### Task input

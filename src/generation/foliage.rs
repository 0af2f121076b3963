//! Foliage overlay: a second automaton pass that grows vegetation over open ground.

use super::terrain::{automaton_cave, AUTOMATON_OPEN_CHANCES, AUTOMATON_WALL_THRESHOLDS};
use crate::{TerrainGrid, TerrainKind};
use rand::seq::SliceRandom;
use rand::Rng;

/// Turns `Floor` cells into `Foliage` wherever an independent automaton pass
/// over a same-size scratch grid grew foliage. Other cell kinds are never
/// touched. Returns the number of converted cells.
pub fn overlay_foliage<R: Rng>(terrain: &mut TerrainGrid, rng: &mut R) -> usize {
    let open_chance = *AUTOMATON_OPEN_CHANCES
        .choose(rng)
        .unwrap_or(&AUTOMATON_OPEN_CHANCES[0]);
    let scratch = automaton_cave(
        rng,
        terrain.width(),
        terrain.height(),
        TerrainKind::Foliage,
        open_chance,
        &AUTOMATON_WALL_THRESHOLDS,
    );

    let mut converted = 0;
    for (pos, &grown) in scratch.iter() {
        if grown != TerrainKind::Foliage {
            continue;
        }
        if let Some(cell) = terrain.get_mut(pos) {
            if *cell == TerrainKind::Floor {
                *cell = TerrainKind::Foliage;
                converted += 1;
            }
        }
    }
    converted
}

######

◆ What you have to do: For every entry in the records above, write an exact copy.

◆ Task output:
filename src/generation/foliage.rs
repository 0af2f121076b3963
//! Foliage overlay: a second automaton pass that grows vegetation over open ground.

use super::terrain::{automaton_cave, AUTOMATON_OPEN_CHANCES, AUTOMATON_WALL_THRESHOLDS};
use crate::{TerrainGrid, TerrainKind};
use rand::seq::SliceRandom;
use rand::Rng;

/// Turns `Floor` cells into `Foliage` wherever an independent automaton pass
/// over a same-size scratch grid grew foliage. Other cell kinds are never
/// touched. Returns the number of converted cells.
pub fn overlay_foliage<R: Rng>(terrain: &mut TerrainGrid, rng: &mut R) -> usize {
    let open_chance = *AUTOMATON_OPEN_CHANCES
        .choose(rng)
        .unwrap_or(&AUTOMATON_OPEN_CHANCES[0]);
    let scratch = automaton_cave(
        rng,
        terrain.width(),
        terrain.height(),
        TerrainKind::Foliage,
        open_chance,
        &AUTOMATON_WALL_THRESHOLDS,
    );

    let mut converted = 0;
    for (pos, &grown) in scratch.iter() {
        if grown != TerrainKind::Foliage {
            continue;
        }
        if let Some(cell) = terrain.get_mut(pos) {
            if *cell == TerrainKind::Floor {
                *cell = TerrainKind::Foliage;
                converted += 1;
            }
        }
    }
    converted
}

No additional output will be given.